Turgutreis’te eylem yaptığınız otelin biraz ilerisinde denize borular döşenmiştir. O borular ne biliyor musunuz? Arıtma tesisi olmayan Turgutreis’in kanalizasyonunu olduğu gibi Turgutreis açıklarına taşıyan borular! Hiç o boruların çıkış noktasına gittiniz mi? Orada denizin pislikten nasıl kaynadığını gördünüz mü?
Bu size göre bir çevre katliamı mıdır? Hiç burada bir eylem yapmayı düşündünüz mü?
Hiç Bodrum’un dere yataklarını gördünüz mü? Görmediyseniz bir gün gelin beraber inceleyelim. Çoğu dere yatağı pislik içinde. Bazı işletmeler ve evler atıklarını bu dere yataklarına boşaltıyor. Hem yer altı kaynakları kirleniyor, hem de yağmur yağdığı zaman dere yataklarının içindeki tüm bu pislikler denize gidiyor.
Bu size göre bir çevre katliamı mıdır? Hiç burada bir eylem yapmayı düşündünüz mü?
Bodrum çöplüğünü söylemek bile istemiyorum. Yalıkavak, Gümüşlük, Gündoğan ve Bodrum’da her yıl ilkel çöp boşaltma alanı yanıyor, dumanını bütün Bodrum günlerce soluyor. Yangın olmasa bile kokudan ve etrafa saçılan çöplerden geçilmiyor. Ben burada şöyle ses getiren bir eylem yaptığınızı çok fazla hatırlamıyorum.
Bu size göre bir çevre katliamı mıdır? Hiç burada bir eylem yapmayı düşündünüz mü?
Sizlere Bodrum’da yaşanan daha onlarca çevre katliamını sayabilirim. Aslında biliyorum siz de sayarsınız, hepsini de biliyorsunuz.
Ama nedense sizleri bu katliamlarda hiç görmüyoruz.

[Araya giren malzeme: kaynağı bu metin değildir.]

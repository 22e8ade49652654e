// SPDX-License-Identifier: MIT
// Copyright (c) 2026 Alfred Jean LLC

//! Error and warning lines on stderr, coloured when stderr is a terminal.

use std::io::{self, IsTerminal, Write};

#[derive(Clone, Copy, Debug, PartialEq, Eq)]
enum Level {
    Error,
    Warning,
}

impl Level {
    fn label(self) -> &'static str {
        match self {
            Level::Error => "Error",
            Level::Warning => "Warning",
        }
    }

    /// ANSI foreground colour
    fn color(self) -> &'static str {
        match self {
            Level::Error => "31",
            Level::Warning => "33",
        }
    }
}

/// Print an error message to stderr.
pub fn print_error(msg: impl std::fmt::Display) {
    print_diagnostic(Level::Error, msg);
}

/// Print a warning message to stderr.
pub fn print_warning(msg: impl std::fmt::Display) {
    print_diagnostic(Level::Warning, msg);
}

fn print_diagnostic(level: Level, msg: impl std::fmt::Display) {
    let is_tty = io::stderr().is_terminal();
    write_diagnostic(&mut io::stderr(), level, msg, is_tty);
}

fn write_diagnostic<W: Write>(
    writer: &mut W,
    level: Level,
    msg: impl std::fmt::Display,
    is_terminal: bool,
) {
    // Multi-line messages (diffs) keep the colour on the first line only
    let text = msg.to_string();
    let (first, rest) = match text.split_once('\n') {
        Some((first, rest)) => (first, Some(rest)),
        None => (text.as_str(), None),
    };
    let _ = if is_terminal {
        writeln!(
            writer,
            "\x1b[{}m{}: {}\x1b[0m",
            level.color(),
            level.label(),
            first
        )
    } else {
        writeln!(writer, "{}: {}", level.label(), first)
    };
    if let Some(rest) = rest {
        let _ = writeln!(writer, "{}", rest.trim_end_matches('\n'));
    }
}

#[cfg(test)]
#[path = "output_diagnostic_tests.rs"]
mod tests;
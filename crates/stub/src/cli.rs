// SPDX-License-Identifier: MIT
// Copyright (c) 2026 Alfred Jean LLC

//! CLI argument parsing matching `sf provar automation test run`.

use clap::{Args, Parser, Subcommand};
use std::path::PathBuf;

/// Provar automation CLI stub
#[derive(Parser, Debug)]
#[command(name = "provar-stub", version, about = "Provar automation CLI stub")]
pub struct Cli {
    #[command(subcommand)]
    pub command: Command,
}

#[derive(Subcommand, Debug)]
pub enum Command {
    /// Automation commands
    Automation {
        #[command(subcommand)]
        command: AutomationCommand,
    },
}

#[derive(Subcommand, Debug)]
pub enum AutomationCommand {
    /// Test commands
    Test {
        #[command(subcommand)]
        command: TestCommand,
    },
}

#[derive(Subcommand, Debug)]
pub enum TestCommand {
    /// Run the test cases listed in the loaded properties file
    Run(RunArgs),
}

#[derive(Args, Debug, Clone)]
pub struct RunArgs {
    /// Format output as JSON
    #[arg(long)]
    pub json: bool,

    /// Directory holding config.json
    #[arg(long, env = "SF_DIR")]
    pub config_dir: PathBuf,
}

#[cfg(test)]
#[path = "cli_tests.rs"]
mod tests;
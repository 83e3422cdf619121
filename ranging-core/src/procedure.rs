//! Procedure identifiers and per-subevent notification payloads.
//!
//! Both the local controller and the remote reflector number completed
//! ranging procedures independently. The types here keep those identifiers
//! explicit (`Option<ProcedureCounter>` instead of a reserved sentinel value)
//! and describe the subevent results the controller reports.

use core::fmt;

/// Sequence identifier assigned to a completed ranging procedure.
#[derive(Copy, Clone, Debug, Eq, PartialEq, Ord, PartialOrd, Hash)]
pub struct ProcedureCounter(u16);

impl ProcedureCounter {
    /// Wraps a raw counter value.
    #[must_use]
    pub const fn new(value: u16) -> Self {
        Self(value)
    }

    /// Returns the raw counter value.
    #[must_use]
    pub const fn value(self) -> u16 {
        self.0
    }

    /// Returns the counter that follows `self`, wrapping at `u16::MAX`.
    #[must_use]
    pub const fn next(self) -> Self {
        Self(self.0.wrapping_add(1))
    }
}

impl From<u16> for ProcedureCounter {
    fn from(value: u16) -> Self {
        Self(value)
    }
}

impl fmt::Display for ProcedureCounter {
    fn fmt(&self, f: &mut fmt::Formatter<'_>) -> fmt::Result {
        write!(f, "{}", self.0)
    }
}

/// Channel Sounding role played by the local device.
#[derive(Copy, Clone, Debug, Eq, PartialEq)]
pub enum Role {
    Initiator,
    Reflector,
}

impl Role {
    /// Short lowercase label used in logs and transcripts.
    #[must_use]
    pub const fn label(self) -> &'static str {
        match self {
            Role::Initiator => "initiator",
            Role::Reflector => "reflector",
        }
    }
}

impl fmt::Display for Role {
    fn fmt(&self, f: &mut fmt::Formatter<'_>) -> fmt::Result {
        f.write_str(self.label())
    }
}

/// Completion status reported for a single subevent.
#[derive(Copy, Clone, Debug, Eq, PartialEq)]
pub enum SubeventStatus {
    Normal,
    Aborted,
}

/// Completion status reported for the procedure a subevent belongs to.
#[derive(Copy, Clone, Debug, Eq, PartialEq)]
pub enum ProcedureStatus {
    /// More subevents follow for this procedure.
    Continuing,
    /// This was the final subevent and the procedure finished normally.
    Complete,
    /// The controller abandoned the procedure.
    Aborted,
}

/// One subevent result as delivered by the controller.
///
/// `step_data` borrows the concatenated step records of the subevent; the
/// handler copies them into the session's step buffer before returning.
#[derive(Copy, Clone, Debug, Eq, PartialEq)]
pub struct SubeventResult<'a> {
    pub counter: ProcedureCounter,
    pub subevent_status: SubeventStatus,
    pub procedure_status: ProcedureStatus,
    pub antenna_paths: u8,
    pub step_data: Option<&'a [u8]>,
}

impl<'a> SubeventResult<'a> {
    /// Builds a normal, continuing subevent carrying `step_data`.
    #[must_use]
    pub const fn continuing(
        counter: ProcedureCounter,
        antenna_paths: u8,
        step_data: &'a [u8],
    ) -> Self {
        Self {
            counter,
            subevent_status: SubeventStatus::Normal,
            procedure_status: ProcedureStatus::Continuing,
            antenna_paths,
            step_data: Some(step_data),
        }
    }

    /// Builds the final subevent of a procedure that completed normally.
    #[must_use]
    pub const fn complete(
        counter: ProcedureCounter,
        antenna_paths: u8,
        step_data: &'a [u8],
    ) -> Self {
        Self {
            counter,
            subevent_status: SubeventStatus::Normal,
            procedure_status: ProcedureStatus::Complete,
            antenna_paths,
            step_data: Some(step_data),
        }
    }

    /// Builds a subevent the controller reported as aborted.
    #[must_use]
    pub const fn aborted(counter: ProcedureCounter) -> Self {
        Self {
            counter,
            subevent_status: SubeventStatus::Aborted,
            procedure_status: ProcedureStatus::Aborted,
            antenna_paths: 0,
            step_data: None,
        }
    }

    /// Returns the number of step bytes carried by this result.
    #[must_use]
    pub fn step_len(&self) -> usize {
        self.step_data.map_or(0, <[u8]>::len)
    }
}
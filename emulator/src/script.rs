//! Scenario scripts for the emulator.
//!
//! A script is line oriented. Blank lines and `#` comments are skipped and
//! every other line holds one directive:
//!
//! ```text
//! role initiator
//! timeouts local=200ms peer=200ms grace=50ms fetch=1s
//! capabilities paths=4 antennas=2
//! fail-setup create-config
//! procedure 5 subevents=3 steps=8 paths=4 distance=150cm
//! procedure 7 peer=6
//! procedure 9 local=overflow
//! procedure 3 fetch=timeout
//! stray 32
//! enable-fail
//! disconnect
//! ```
//!
//! `procedure`, `enable-fail` and `disconnect` each drive one ranging cycle.

use std::fmt;
use std::time::Duration;

use ranging_core::config::RangingTimeouts;
use ranging_core::controller::RemoteCapabilities;
use ranging_core::orchestrator::SetupStep;
use ranging_core::procedure::Role;
use winnow::ascii::{dec_uint, space0, space1};
use winnow::combinator::{alt, preceded, repeat, terminated};
use winnow::prelude::*;
use winnow::token::take_while;

/// Setup steps addressable from `fail-setup`.
pub const SETUP_STEP_TAGS: &[(&str, SetupStep)] = &[
    ("default-settings", SetupStep::DefaultSettings),
    ("subscribe-overwritten", SetupStep::SubscribeOverwritten),
    ("subscribe-ready", SetupStep::SubscribeReady),
    ("subscribe-on-demand", SetupStep::SubscribeOnDemand),
    ("subscribe-control-point", SetupStep::SubscribeControlPoint),
    ("remote-capabilities", SetupStep::RemoteCapabilities),
    ("create-config", SetupStep::CreateConfig),
    ("enable-security", SetupStep::EnableSecurity),
    ("procedure-parameters", SetupStep::ProcedureParameters),
];

/// How the simulated controller runs the local procedure.
#[derive(Copy, Clone, Debug, Eq, PartialEq)]
pub enum LocalBehavior {
    /// Every subevent succeeds and the last one completes the procedure.
    Complete,
    /// The final subevent reports the procedure aborted.
    Aborted,
    /// The first subevent is aborted.
    SubeventAborted,
    /// Subevents arrive but the procedure never completes.
    Incomplete,
    /// The step data exceeds the local step buffer.
    Overflow,
}

/// How the simulated peer answers a ranging data request.
#[derive(Copy, Clone, Debug, Eq, PartialEq)]
pub enum FetchBehavior {
    Deliver,
    /// The transfer starts but never completes.
    Timeout,
    /// The transfer completes with an error.
    Fail,
    /// The request itself is refused.
    Refuse,
}

/// One simulated procedure on both sides of the link.
#[derive(Copy, Clone, Debug, Eq, PartialEq)]
pub struct ProcedurePlan {
    pub counter: u16,
    pub subevents: usize,
    /// Step records per subevent.
    pub steps: usize,
    pub antenna_paths: u8,
    /// Counter the peer announces, `None` when it stays silent.
    pub peer_counter: Option<u16>,
    /// Counter the peer reports as overwritten before announcing.
    pub overwritten: Option<u16>,
    pub local: LocalBehavior,
    pub fetch: FetchBehavior,
    /// Number of segments the peer's data is split into.
    pub segments: usize,
    pub distance_cm: u16,
}

impl ProcedurePlan {
    #[must_use]
    pub const fn aligned(counter: u16) -> Self {
        Self {
            counter,
            subevents: 3,
            steps: 8,
            antenna_paths: 1,
            peer_counter: Some(counter),
            overwritten: None,
            local: LocalBehavior::Complete,
            fetch: FetchBehavior::Deliver,
            segments: 2,
            distance_cm: 100,
        }
    }
}

/// Something the emulator does, in script order.
#[derive(Copy, Clone, Debug, Eq, PartialEq)]
pub enum ScenarioEvent {
    /// Run one cycle against this procedure.
    Procedure(ProcedurePlan),
    /// Run one cycle whose enable command is rejected.
    EnableFail,
    /// Run one cycle during which the link drops.
    Disconnect,
    /// Deliver a peer segment of this many bytes outside any fetch.
    Stray(usize),
}

/// A parsed scenario script.
#[derive(Clone, Debug, PartialEq, Eq)]
pub struct Scenario {
    pub role: Role,
    pub timeouts: RangingTimeouts,
    pub capabilities: RemoteCapabilities,
    pub setup_failure: Option<SetupStep>,
    pub events: Vec<ScenarioEvent>,
}

impl Default for Scenario {
    fn default() -> Self {
        Self {
            role: Role::Initiator,
            timeouts: RangingTimeouts::DEFAULT,
            capabilities: RemoteCapabilities {
                num_config_supported: 4,
                max_consecutive_procedures_supported: 0,
                num_antennas_supported: 2,
                max_antenna_paths_supported: 4,
                initiator_supported: true,
                reflector_supported: true,
                mode_3_supported: false,
            },
            setup_failure: None,
            events: Vec::new(),
        }
    }
}

/// A script line that could not be parsed.
#[derive(Clone, Debug, PartialEq, Eq)]
pub struct ScriptError {
    pub line: usize,
    pub message: String,
}

impl fmt::Display for ScriptError {
    fn fmt(&self, f: &mut fmt::Formatter<'_>) -> fmt::Result {
        write!(f, "line {}: {}", self.line, self.message)
    }
}

impl std::error::Error for ScriptError {}

#[derive(Copy, Clone, Debug)]
enum Directive {
    Role(Role),
    Timeouts(TimeoutOverride),
    Capabilities(CapabilityOverride),
    FailSetup(SetupStep),
    Event(ScenarioEvent),
}

#[derive(Copy, Clone, Debug, Default)]
struct TimeoutOverride {
    local_complete: Option<Duration>,
    peer_ready: Option<Duration>,
    realignment_grace: Option<Duration>,
    fetch: Option<Duration>,
}

#[derive(Copy, Clone, Debug, Default)]
struct CapabilityOverride {
    antenna_paths: Option<u8>,
    antennas: Option<u8>,
}

#[derive(Copy, Clone, Debug)]
enum ProcedureOption {
    Subevents(usize),
    Steps(usize),
    Paths(u8),
    Peer(Option<u16>),
    Overwritten(u16),
    Local(LocalBehavior),
    Fetch(FetchBehavior),
    Segments(usize),
    Distance(u16),
}

/// Parses a whole script.
///
/// # Errors
///
/// Returns the first line that is not a valid directive.
pub fn parse_scenario(source: &str) -> Result<Scenario, ScriptError> {
    let mut scenario = Scenario::default();

    for (index, raw) in source.lines().enumerate() {
        let line = raw.split('#').next().unwrap_or_default().trim();
        if line.is_empty() {
            continue;
        }

        let directive = terminated(directive, space0)
            .parse(line)
            .map_err(|err| ScriptError {
                line: index + 1,
                message: err.to_string(),
            })?;
        apply(&mut scenario, directive);
    }

    Ok(scenario)
}

fn apply(scenario: &mut Scenario, directive: Directive) {
    match directive {
        Directive::Role(role) => scenario.role = role,
        Directive::Timeouts(overrides) => {
            let timeouts = &mut scenario.timeouts;
            if let Some(value) = overrides.local_complete {
                timeouts.local_complete = value;
            }
            if let Some(value) = overrides.peer_ready {
                timeouts.peer_ready = value;
            }
            if let Some(value) = overrides.realignment_grace {
                timeouts.realignment_grace = value;
            }
            if let Some(value) = overrides.fetch {
                timeouts.fetch = value;
            }
        }
        Directive::Capabilities(overrides) => {
            if let Some(paths) = overrides.antenna_paths {
                scenario.capabilities.max_antenna_paths_supported = paths;
            }
            if let Some(antennas) = overrides.antennas {
                scenario.capabilities.num_antennas_supported = antennas;
            }
        }
        Directive::FailSetup(step) => scenario.setup_failure = Some(step),
        Directive::Event(event) => scenario.events.push(event),
    }
}

fn directive(input: &mut &str) -> ModalResult<Directive> {
    alt((
        preceded(("role", space1), role).map(Directive::Role),
        preceded("timeouts", timeout_overrides).map(Directive::Timeouts),
        preceded("capabilities", capability_overrides).map(Directive::Capabilities),
        preceded(("fail-setup", space1), setup_step).map(Directive::FailSetup),
        preceded(("procedure", space1), procedure)
            .map(|plan| Directive::Event(ScenarioEvent::Procedure(plan))),
        preceded(("stray", space1), dec_uint)
            .map(|len| Directive::Event(ScenarioEvent::Stray(len))),
        "enable-fail".value(Directive::Event(ScenarioEvent::EnableFail)),
        "disconnect".value(Directive::Event(ScenarioEvent::Disconnect)),
    ))
    .parse_next(input)
}

fn role(input: &mut &str) -> ModalResult<Role> {
    alt((
        "initiator".value(Role::Initiator),
        "reflector".value(Role::Reflector),
    ))
    .parse_next(input)
}

fn setup_step(input: &mut &str) -> ModalResult<SetupStep> {
    take_while(1.., |c: char| c.is_ascii_lowercase() || c == '-')
        .verify_map(|tag: &str| {
            SETUP_STEP_TAGS
                .iter()
                .find(|(candidate, _)| *candidate == tag)
                .map(|(_, step)| *step)
        })
        .parse_next(input)
}

/// Parses `<n>ms` or `<n>s`.
fn duration(input: &mut &str) -> ModalResult<Duration> {
    (
        dec_uint::<_, u64, _>,
        alt(("ms".value(1u64), "s".value(1_000u64))),
    )
        .map(|(value, scale)| Duration::from_millis(value.saturating_mul(scale)))
        .parse_next(input)
}

fn timeout_overrides(input: &mut &str) -> ModalResult<TimeoutOverride> {
    let assignments: Vec<(u8, Duration)> = repeat(
        1..,
        preceded(
            space1,
            alt((
                preceded("local=", duration).map(|d| (0, d)),
                preceded("peer=", duration).map(|d| (1, d)),
                preceded("grace=", duration).map(|d| (2, d)),
                preceded("fetch=", duration).map(|d| (3, d)),
            )),
        ),
    )
    .parse_next(input)?;

    let mut overrides = TimeoutOverride::default();
    for (slot, value) in assignments {
        match slot {
            0 => overrides.local_complete = Some(value),
            1 => overrides.peer_ready = Some(value),
            2 => overrides.realignment_grace = Some(value),
            _ => overrides.fetch = Some(value),
        }
    }
    Ok(overrides)
}

fn capability_overrides(input: &mut &str) -> ModalResult<CapabilityOverride> {
    let assignments: Vec<(bool, u8)> = repeat(
        1..,
        preceded(
            space1,
            alt((
                preceded("paths=", dec_uint::<_, u8, _>).map(|n| (true, n)),
                preceded("antennas=", dec_uint::<_, u8, _>).map(|n| (false, n)),
            )),
        ),
    )
    .parse_next(input)?;

    let mut overrides = CapabilityOverride::default();
    for (paths, value) in assignments {
        if paths {
            overrides.antenna_paths = Some(value);
        } else {
            overrides.antennas = Some(value);
        }
    }
    Ok(overrides)
}

fn procedure(input: &mut &str) -> ModalResult<ProcedurePlan> {
    let counter: u16 = dec_uint.parse_next(input)?;
    let options: Vec<ProcedureOption> =
        repeat(0.., preceded(space1, procedure_option)).parse_next(input)?;

    let mut plan = ProcedurePlan::aligned(counter);
    for option in options {
        match option {
            ProcedureOption::Subevents(n) => plan.subevents = n,
            ProcedureOption::Steps(n) => plan.steps = n,
            ProcedureOption::Paths(n) => plan.antenna_paths = n,
            ProcedureOption::Peer(peer) => plan.peer_counter = peer,
            ProcedureOption::Overwritten(peer) => plan.overwritten = Some(peer),
            ProcedureOption::Local(local) => plan.local = local,
            ProcedureOption::Fetch(fetch) => plan.fetch = fetch,
            ProcedureOption::Segments(n) => plan.segments = n,
            ProcedureOption::Distance(cm) => plan.distance_cm = cm,
        }
    }
    Ok(plan)
}

fn procedure_option(input: &mut &str) -> ModalResult<ProcedureOption> {
    alt((
        preceded("subevents=", dec_uint).map(ProcedureOption::Subevents),
        preceded("steps=", dec_uint).map(ProcedureOption::Steps),
        preceded("paths=", dec_uint).map(ProcedureOption::Paths),
        preceded(
            "peer=",
            alt(("none".value(None), dec_uint::<_, u16, _>.map(Some))),
        )
        .map(ProcedureOption::Peer),
        preceded("overwritten=", dec_uint).map(ProcedureOption::Overwritten),
        preceded("local=", local_behavior).map(ProcedureOption::Local),
        preceded("fetch=", fetch_behavior).map(ProcedureOption::Fetch),
        preceded("segments=", dec_uint).map(ProcedureOption::Segments),
        preceded("distance=", terminated(dec_uint, "cm")).map(ProcedureOption::Distance),
    ))
    .parse_next(input)
}

fn local_behavior(input: &mut &str) -> ModalResult<LocalBehavior> {
    alt((
        "complete".value(LocalBehavior::Complete),
        "aborted".value(LocalBehavior::Aborted),
        "abort-subevent".value(LocalBehavior::SubeventAborted),
        "incomplete".value(LocalBehavior::Incomplete),
        "overflow".value(LocalBehavior::Overflow),
    ))
    .parse_next(input)
}

fn fetch_behavior(input: &mut &str) -> ModalResult<FetchBehavior> {
    alt((
        "ok".value(FetchBehavior::Deliver),
        "timeout".value(FetchBehavior::Timeout),
        "fail".value(FetchBehavior::Fail),
        "refuse".value(FetchBehavior::Refuse),
    ))
    .parse_next(input)
}
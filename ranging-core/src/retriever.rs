//! Peer ranging-data retrieval bookkeeping.
//!
//! The transport reassembles the peer's ranging data and pushes it to the
//! session in segments, followed by a completion. [`PeerDataRetriever`] keeps
//! the single outstanding request and decides which of those deliveries are
//! accepted into the peer step buffer.

use core::fmt;

use crate::buffer::{BufferOverflow, StepBuffer};
use crate::procedure::ProcedureCounter;

/// Failure reported by the ranging-data transfer path.
#[derive(Copy, Clone, Debug, Eq, PartialEq)]
pub enum TransferError {
    /// A fetch is already outstanding for this session.
    Busy,
    /// The peer or the local stack rejected the request with a status code.
    Rejected(i16),
    /// The reassembled data did not fit the peer step buffer.
    Overflow,
    /// The transfer did not finish in time.
    Timeout,
    /// The link to the peer went away.
    Disconnected,
}

impl fmt::Display for TransferError {
    fn fmt(&self, f: &mut fmt::Formatter<'_>) -> fmt::Result {
        match self {
            TransferError::Busy => f.write_str("ranging data fetch already outstanding"),
            TransferError::Rejected(code) => write!(f, "ranging data request rejected ({code})"),
            TransferError::Overflow => f.write_str("ranging data exceeds the peer buffer"),
            TransferError::Timeout => f.write_str("ranging data transfer timed out"),
            TransferError::Disconnected => f.write_str("peer disconnected"),
        }
    }
}

/// Final status of a ranging-data fetch, delivered through the completion wait
/// point.
#[derive(Copy, Clone, Debug, Eq, PartialEq)]
pub struct FetchCompletion {
    pub counter: ProcedureCounter,
    pub result: Result<(), TransferError>,
}

impl FetchCompletion {
    /// Completion for a fetch that delivered every segment.
    #[must_use]
    pub const fn success(counter: ProcedureCounter) -> Self {
        Self {
            counter,
            result: Ok(()),
        }
    }

    /// Completion for a fetch that failed with `error`.
    #[must_use]
    pub const fn failure(counter: ProcedureCounter, error: TransferError) -> Self {
        Self {
            counter,
            result: Err(error),
        }
    }

    /// Returns `true` when the transfer succeeded.
    #[must_use]
    pub const fn is_success(&self) -> bool {
        self.result.is_ok()
    }
}

/// Client half of the ranging-data transfer protocol.
///
/// Implementations only start operations. Notifications, segments and
/// completions flow back through the session's entry points.
pub trait RangingDataTransport {
    /// Subscribes to "ranging data ready" notifications.
    fn subscribe_ready(&mut self) -> Result<(), TransferError>;

    /// Subscribes to "ranging data overwritten" notifications.
    fn subscribe_overwritten(&mut self) -> Result<(), TransferError>;

    /// Subscribes to on-demand ranging data delivery.
    fn subscribe_on_demand(&mut self) -> Result<(), TransferError>;

    /// Subscribes to the control-point response channel.
    fn subscribe_control_point(&mut self) -> Result<(), TransferError>;

    /// Requests the peer's ranging data for `counter`.
    fn request_ranging_data(&mut self, counter: ProcedureCounter) -> Result<(), TransferError>;
}

/// How a delivered segment was handled.
#[derive(Copy, Clone, Debug, Eq, PartialEq)]
pub enum SegmentOutcome {
    /// Appended to the peer buffer for the outstanding fetch.
    Appended(ProcedureCounter),
    /// No fetch is outstanding; the segment was dropped.
    Stray,
    /// The segment did not fit in the peer buffer.
    Overflow {
        counter: ProcedureCounter,
        overflow: BufferOverflow,
    },
    /// The peer buffer was unavailable; the fetch for this counter was
    /// abandoned.
    Lost(ProcedureCounter),
}

/// Tracks the single outstanding fetch of a session.
#[derive(Copy, Clone, Debug, Default, Eq, PartialEq)]
pub struct PeerDataRetriever {
    outstanding: Option<ProcedureCounter>,
    overflowed: bool,
}

impl PeerDataRetriever {
    /// Creates a retriever with no outstanding fetch.
    #[must_use]
    pub const fn new() -> Self {
        Self {
            outstanding: None,
            overflowed: false,
        }
    }

    /// Counter of the fetch currently outstanding, if any.
    #[must_use]
    pub const fn outstanding(&self) -> Option<ProcedureCounter> {
        self.outstanding
    }

    /// Reserves the fetch slot for `counter`.
    pub fn begin_fetch(&mut self, counter: ProcedureCounter) -> Result<(), TransferError> {
        if self.outstanding.is_some() {
            return Err(TransferError::Busy);
        }
        self.outstanding = Some(counter);
        self.overflowed = false;
        Ok(())
    }

    /// Appends `segment` to `buffer` when it belongs to the outstanding fetch.
    pub fn accept_segment<const CAPACITY: usize>(
        &mut self,
        buffer: &mut StepBuffer<CAPACITY>,
        segment: &[u8],
    ) -> SegmentOutcome {
        let Some(counter) = self.outstanding else {
            return SegmentOutcome::Stray;
        };

        if self.overflowed {
            return SegmentOutcome::Overflow {
                counter,
                overflow: BufferOverflow {
                    requested: segment.len(),
                    available: buffer.remaining(),
                },
            };
        }

        match buffer.append(segment) {
            Ok(()) => SegmentOutcome::Appended(counter),
            Err(overflow) => {
                self.overflowed = true;
                SegmentOutcome::Overflow { counter, overflow }
            }
        }
    }

    /// Closes the outstanding fetch when `completion` matches it.
    ///
    /// Returns the completion to forward to the orchestrator, with a
    /// successful transfer downgraded to [`TransferError::Overflow`] when a
    /// segment overflowed the peer buffer. Completions for any other counter
    /// return `None` and leave the outstanding fetch untouched.
    pub fn complete(&mut self, completion: FetchCompletion) -> Option<FetchCompletion> {
        if self.outstanding != Some(completion.counter) {
            return None;
        }

        self.outstanding = None;
        if self.overflowed && completion.is_success() {
            self.overflowed = false;
            return Some(FetchCompletion::failure(
                completion.counter,
                TransferError::Overflow,
            ));
        }
        self.overflowed = false;
        Some(completion)
    }

    /// Drops the outstanding fetch without waiting for its completion.
    pub fn cancel(&mut self) -> Option<ProcedureCounter> {
        self.overflowed = false;
        self.outstanding.take()
    }

    /// Handles a segment that could not reach the peer buffer.
    ///
    /// The outstanding fetch can no longer deliver complete data, so it is
    /// abandoned and its completion will be ignored.
    pub fn lose_segment(&mut self) -> SegmentOutcome {
        match self.cancel() {
            Some(counter) => SegmentOutcome::Lost(counter),
            None => SegmentOutcome::Stray,
        }
    }
}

Evet bir otelin, bir işletmenin, bir beach clup’ın plajları komple kapatıp halkın olan plajı sadece kendi müşterisine kullandırması kesinlikle doğru değildir. Ama bu durum bir çevre katliamı değildir! Koruma kullanma dengesi gözeterek bu sorunlar çözülür. Oysa gerçek çevre katliamı yukarıda saydıklarımdır. Ve ben siz çevrecileri aslen bu eylemlerle görmek isterim.
Bu arada yukarıda saydığım çevre felaketleriyle sessiz sedasız savaşan gerçek kahramanlar var. Ama onlar reklam peşinde değil, tek amaçları yaşadıkları çevrenin yaşanabilir olabilmesi. Keşke herkes böyle olabilse!